Tracey Long is a registered nurse who has served on the nursing faculty at the College of Southern Nevada and at Nevada State College. She loves to take nursing students internationally to travel and serve with International Service Learning. She has lead teams to Belize, Peru, Colombia, the Dominican Republic and Haiti, and Costa Rica and has an upcoming ISL trip planned to India!


“Do you have a lid on your outhouse to keep out flies and insects?”
“Can you put a net over the bed to detract mosquitos?”
“Do you have a lid to put on the rainwater barrel to keep your water clean?”
“When was the last time you were treated for worms?”

These questions are not commonly asked by nurses in the United States, but they were asked repeatedly by a group of 17 nursing students serving in Belize in summer 2013. As volunteer student nurses, over 200 patients were treated in free health clinics in three remote, Spanish-speaking villages in this Central American country.
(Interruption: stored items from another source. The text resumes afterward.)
// ── Static entity and service definitions ──
//
// Supplied once at runtime construction and never mutated. The entity
// definition decides how raw state strings are converted; the service
// definition is carried for callers and tooling only.

use indexmap::IndexMap;
use serde::{Deserialize, Serialize};
use strum::{Display, EnumString};

use super::value::StateValue;
use crate::error::CoreError;

/// Declared type of an entity state or attribute.
#[derive(
    Debug, Clone, Copy, Default, PartialEq, Eq, Serialize, Deserialize, Display, EnumString,
)]
#[serde(rename_all = "snake_case")]
#[strum(serialize_all = "snake_case")]
pub enum ValueType {
    Number,
    #[default]
    String,
}

impl ValueType {
    /// Convert a raw state string.
    ///
    /// `Number` requires a finite decimal; anything else (including the
    /// `unavailable`/`unknown` placeholders) is a [`CoreError::Conversion`].
    pub fn convert(self, entity_id: &str, raw: &str) -> Result<StateValue, CoreError> {
        match self {
            Self::String => Ok(StateValue::Text(raw.to_owned())),
            Self::Number => raw
                .trim()
                .parse::<f64>()
                .ok()
                .filter(|n| n.is_finite())
                .map(StateValue::Number)
                .ok_or_else(|| CoreError::Conversion {
                    entity_id: entity_id.to_owned(),
                    raw: raw.to_owned(),
                }),
        }
    }
}

/// Declared shape of one entity.
#[derive(Debug, Clone, Default, PartialEq, Serialize, Deserialize)]
pub struct EntitySpec {
    #[serde(default)]
    pub state_type: ValueType,
    #[serde(default)]
    pub attributes: IndexMap<String, ValueType>,
}

/// Entity id → declared types.
#[derive(Debug, Clone, Default, PartialEq, Serialize, Deserialize)]
#[serde(transparent)]
pub struct EntityDefinition {
    entities: IndexMap<String, EntitySpec>,
}

impl EntityDefinition {
    pub fn new() -> Self {
        Self::default()
    }

    /// Declare an entity's state type.
    pub fn with_entity(mut self, entity_id: impl Into<String>, state_type: ValueType) -> Self {
        self.entities.entry(entity_id.into()).or_default().state_type = state_type;
        self
    }

    /// Declare one attribute's type.
    pub fn with_attribute(
        mut self,
        entity_id: impl Into<String>,
        attribute: impl Into<String>,
        attr_type: ValueType,
    ) -> Self {
        self.entities
            .entry(entity_id.into())
            .or_default()
            .attributes
            .insert(attribute.into(), attr_type);
        self
    }

    pub fn get(&self, entity_id: &str) -> Option<&EntitySpec> {
        self.entities.get(entity_id)
    }

    /// Entities absent from the definition are treated as `String`.
    pub fn state_type(&self, entity_id: &str) -> ValueType {
        self.get(entity_id).map_or(ValueType::String, |spec| spec.state_type)
    }

    pub fn convert(&self, entity_id: &str, raw: &str) -> Result<StateValue, CoreError> {
        self.state_type(entity_id).convert(entity_id, raw)
    }

    pub fn iter(&self) -> impl Iterator<Item = (&str, &EntitySpec)> {
        self.entities.iter().map(|(k, v)| (k.as_str(), v))
    }

    pub fn len(&self) -> usize {
        self.entities.len()
    }

    pub fn is_empty(&self) -> bool {
        self.entities.is_empty()
    }
}

impl FromIterator<(String, EntitySpec)> for EntityDefinition {
    fn from_iter<I: IntoIterator<Item = (String, EntitySpec)>>(iter: I) -> Self {
        Self {
            entities: iter.into_iter().collect(),
        }
    }
}

/// Accepted payload fields of one service.
#[derive(Debug, Clone, Default, PartialEq, Eq, Serialize, Deserialize)]
pub struct ServiceSpec {
    #[serde(default)]
    pub fields: Vec<String>,
}

/// `"domain.service"` → accepted payload field names.
#[derive(Debug, Clone, Default, PartialEq, Eq, Serialize, Deserialize)]
#[serde(transparent)]
pub struct ServiceDefinition {
    services: IndexMap<String, ServiceSpec>,
}

impl ServiceDefinition {
    pub fn new() -> Self {
        Self::default()
    }

    pub fn with_service<I, S>(mut self, action_id: impl Into<String>, fields: I) -> Self
    where
        I: IntoIterator<Item = S>,
        S: Into<String>,
    {
        let fields = fields.into_iter().map(Into::into).collect();
        self.services.insert(action_id.into(), ServiceSpec { fields });
        self
    }

    pub fn fields(&self, action_id: &str) -> Option<&[String]> {
        self.services.get(action_id).map(|s| s.fields.as_slice())
    }

    pub fn contains(&self, action_id: &str) -> bool {
        self.services.contains_key(action_id)
    }

    pub fn iter(&self) -> impl Iterator<Item = (&str, &ServiceSpec)> {
        self.services.iter().map(|(k, v)| (k.as_str(), v))
    }

    pub fn len(&self) -> usize {
        self.services.len()
    }

    pub fn is_empty(&self) -> bool {
        self.services.is_empty()
    }
}
impl SessionTask {
    /// Main loop: drive session → on drop, backoff → reconnect.
    async fn run(mut self, first: WsStream) {
        let mut stream = Some(first);
        let mut attempt: u32 = 0;

        loop {
            let ws = match stream.take() {
                Some(ws) => ws,
                None => match self.reconnect(&mut attempt).await {
                    Some(ws) => ws,
                    None => break,
                },
            };
            attempt = 0;

            match self.drive(ws).await {
                Ok(SessionEnd::Cancelled) => break,
                Ok(SessionEnd::Closed) => {
                    tracing::info!("WebSocket disconnected, reconnecting");
                }
                Err(e) => {
                    tracing::warn!(error = %e, "WebSocket error, reconnecting");
                }
            }
        }

        self.cancel.cancel();
        tracing::debug!("WebSocket session task exiting");
    }

    /// Backoff and reopen until a session is established. `None` means
    /// give up: cancelled, retry limit reached, or token rejected.
    async fn reconnect(&mut self, attempt: &mut u32) -> Option<WsStream> {
        loop {
            if let Some(max) = self.config.reconnect.max_retries {
                if *attempt >= max {
                    tracing::error!(
                        max_retries = max,
                        "WebSocket reconnection limit reached, giving up"
                    );
                    return None;
                }
            }

            let delay = calculate_backoff(*attempt, &self.config.reconnect);
            tracing::info!(
                delay_ms = u64::try_from(delay.as_millis()).unwrap_or(u64::MAX),
                attempt,
                "Waiting before reconnect"
            );
            if !self.idle(delay).await {
                return None;
            }
            *attempt += 1;

            let opened = tokio::select! {
                biased;
                () = self.cancel.cancelled() => return None,
                opened = open_session(&self.config) => opened,
            };
            match opened {
                Ok((ws, ha_version)) => {
                    tracing::info!(ha_version = %ha_version, "WebSocket reconnected");
                    return Some(ws);
                }
                Err(e) if e.is_auth_error() => {
                    tracing::error!(error = %e, "access token rejected on reconnect, giving up");
                    return None;
                }
                Err(e) => {
                    tracing::warn!(error = %e, attempt, "reconnect attempt failed");
                }
            }
        }
    }

    /// Sleep for `delay` while answering commands that cannot be sent.
    /// Returns `false` if cancelled.
    async fn idle(&mut self, delay: Duration) -> bool {
        let sleep = tokio::time::sleep(delay);
        tokio::pin!(sleep);

        loop {
            tokio::select! {
                biased;
                () = self.cancel.cancelled() => return false,
                () = &mut sleep => return true,
                Some(command) = self.request_rx.recv() => match command {
                    Command::Call { response_tx, .. } => {
                        let _ = response_tx.send(Err(Error::Disconnected));
                    }
                    // Picked up by `drive` once the next session opens.
                    Command::SubscribeEntities { response_tx } => {
                        self.subscribed = true;
                        let _ = response_tx.send(Ok(()));
                    }
                },
            }
        }
    }

    /// Run one authenticated session until it drops or is cancelled.
    async fn drive(&mut self, ws: WsStream) -> Result<SessionEnd, Error> {
        let (mut write, mut read) = ws.split();
        let mut pending: HashMap<u64, Pending> = HashMap::new();

        let result = self.pump(&mut write, &mut read, &mut pending).await;
        if matches!(result, Ok(SessionEnd::Cancelled)) {
            let _ = write.send(Message::Close(None)).await;
        }

        for (_, waiter) in pending.drain() {
            waiter.fail(Error::Disconnected);
        }
        result
    }

    async fn pump(
        &mut self,
        write: &mut WsSink,
        read: &mut WsSource,
        pending: &mut HashMap<u64, Pending>,
    ) -> Result<SessionEnd, Error> {
        let mut subscription: Option<u64> = None;

        if self.subscribed {
            // The new subscription opens with a full `a` payload.
            self.cache.clear();
            let id = self.send_subscribe(write).await?;
            pending.insert(id, Pending::Subscribe(None));
        }

        loop {
            tokio::select! {
                biased;
                () = self.cancel.cancelled() => return Ok(SessionEnd::Cancelled),
                command = self.request_rx.recv() => {
                    let Some(command) = command else {
                        tracing::debug!("all socket handles dropped");
                        return Ok(SessionEnd::Cancelled);
                    };
                    self.dispatch(command, write, pending).await?;
                }
                frame = read.next() => match frame {
                    Some(Ok(Message::Text(text))) => {
                        self.handle_text(text.as_str(), pending, &mut subscription);
                    }
                    Some(Ok(Message::Close(frame))) => {
                        if let Some(ref cf) = frame {
                            tracing::info!(
                                code = %cf.code,
                                reason = %cf.reason,
                                "WebSocket close frame received"
                            );
                        }
                        return Ok(SessionEnd::Closed);
                    }
                    Some(Ok(_)) => {
                        // Ping/Pong/Binary: tungstenite answers pings itself.
                    }
                    Some(Err(e)) => return Err(Error::WebSocketConnect(e.to_string())),
                    None => {
                        tracing::info!("WebSocket stream ended");
                        return Ok(SessionEnd::Closed);
                    }
                }
            }
        }
    }

    fn allocate_id(&mut self) -> u64 {
        let id = self.next_id;
        self.next_id += 1;
        id
    }

    async fn send_subscribe(&mut self, write: &mut WsSink) -> Result<u64, Error> {
        let id = self.allocate_id();
        let frame = json!({ "id": id, "type": "subscribe_entities" });
        send_json(write, &frame).await?;
        tracing::debug!(id, "subscribed to entities");
        Ok(id)
    }

    async fn dispatch(
        &mut self,
        command: Command,
        write: &mut WsSink,
        pending: &mut HashMap<u64, Pending>,
    ) -> Result<(), Error> {
        match command {
            Command::Call {
                mut payload,
                response_tx,
            } => {
                let id = self.allocate_id();
                payload.insert("id".into(), json!(id));
                prune_abandoned(pending);
                pending.insert(id, Pending::Call(response_tx));
                send_json(write, &Value::Object(payload)).await
            }
            Command::SubscribeEntities { response_tx } => {
                if self.subscribed {
                    let _ = response_tx.send(Ok(()));
                    return Ok(());
                }
                self.subscribed = true;
                let id = self.send_subscribe(write).await?;
                pending.insert(id, Pending::Subscribe(Some(response_tx)));
                Ok(())
            }
        }
    }

    fn handle_text(
        &mut self,
        text: &str,
        pending: &mut HashMap<u64, Pending>,
        subscription: &mut Option<u64>,
    ) {
        let message: ServerMessage = match serde_json::from_str(text) {
            Ok(m) => m,
            Err(e) => {
                tracing::debug!(error = %e, "Failed to parse WebSocket message");
                return;
            }
        };

        match message {
            ServerMessage::Result {
                id,
                success,
                result,
                error,
            } => match pending.remove(&id) {
                Some(Pending::Call(tx)) => {
                    let outcome = if success {
                        Ok(result.unwrap_or(Value::Null))
                    } else {
                        Err(command_error(error))
                    };
                    let _ = tx.send(outcome);
                }
                Some(Pending::Subscribe(tx)) => {
                    let outcome = if success {
                        *subscription = Some(id);
                        Ok(())
                    } else {
                        self.subscribed = false;
                        let err = command_error(error);
                        tracing::error!(error = %err, "subscribe_entities rejected");
                        Err(err)
                    };
                    if let Some(tx) = tx {
                        let _ = tx.send(outcome);
                    }
                }
                None => tracing::debug!(id, "result for unknown request id"),
            },
            ServerMessage::Event { id, event } => {
                let ours = *subscription == Some(id)
                    || matches!(pending.get(&id), Some(Pending::Subscribe(_)));
                if !ours {
                    tracing::trace!(id, "event for unknown subscription");
                    return;
                }
                match serde_json::from_value::<EntityEvent>(event) {
                    Ok(event) => {
                        self.cache.apply(event);
                        self.publish();
                    }
                    Err(e) => tracing::warn!(error = %e, "malformed entity event"),
                }
            }
            ServerMessage::Unknown => tracing::trace!("ignoring unrecognised message"),
        }
    }

    fn publish(&self) {
        let snapshot = Arc::new(self.cache.snapshot());
        let mut latest = self
            .shared
            .latest
            .lock()
            .unwrap_or_else(PoisonError::into_inner);
        *latest = Some(Arc::clone(&snapshot));
        // No receivers is fine; `latest` still seeds the next feed.
        let _ = self.shared.snapshot_tx.send(snapshot);
    }
}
Students also visited countless more villagers through personal home visits, where they assessed the sanitation of outhouses, the rain barrels commonly used for drinking water, and the safety of wood-burning stoves. Students learned about tropical diseases, natural plant remedies used by the ancient Mayans of the area, and the level of nursing care offered in the local hospitals. Requests for basic items such as vitamins and simple hygiene supplies, like toothbrushes and combs, were common among the people seen in the village clinics. Students gained a new appreciation for supplies so readily available in the hospitals where they train and work in Las Vegas, Nevada. “I can’t believe how for granted we take having gloves and masks when it’s so basic, and they don’t even have them in the hospital,” stated Ashley Elliott a new graduate RN who served with the nursing students on the July 2013 service-learning trip.

By serving internationally, the nursing students learned about global and community health through lived experiences. Students also participated in two research projects during their two-week service-learning trip about cultural competence training and grading the effectiveness of various mosquito repellants. Although English is the official language of the previous British colony of Belize, Spanish was the most common among villagers, and students learned some medical Spanish by immersion with the help of their bilingual nursing instructor.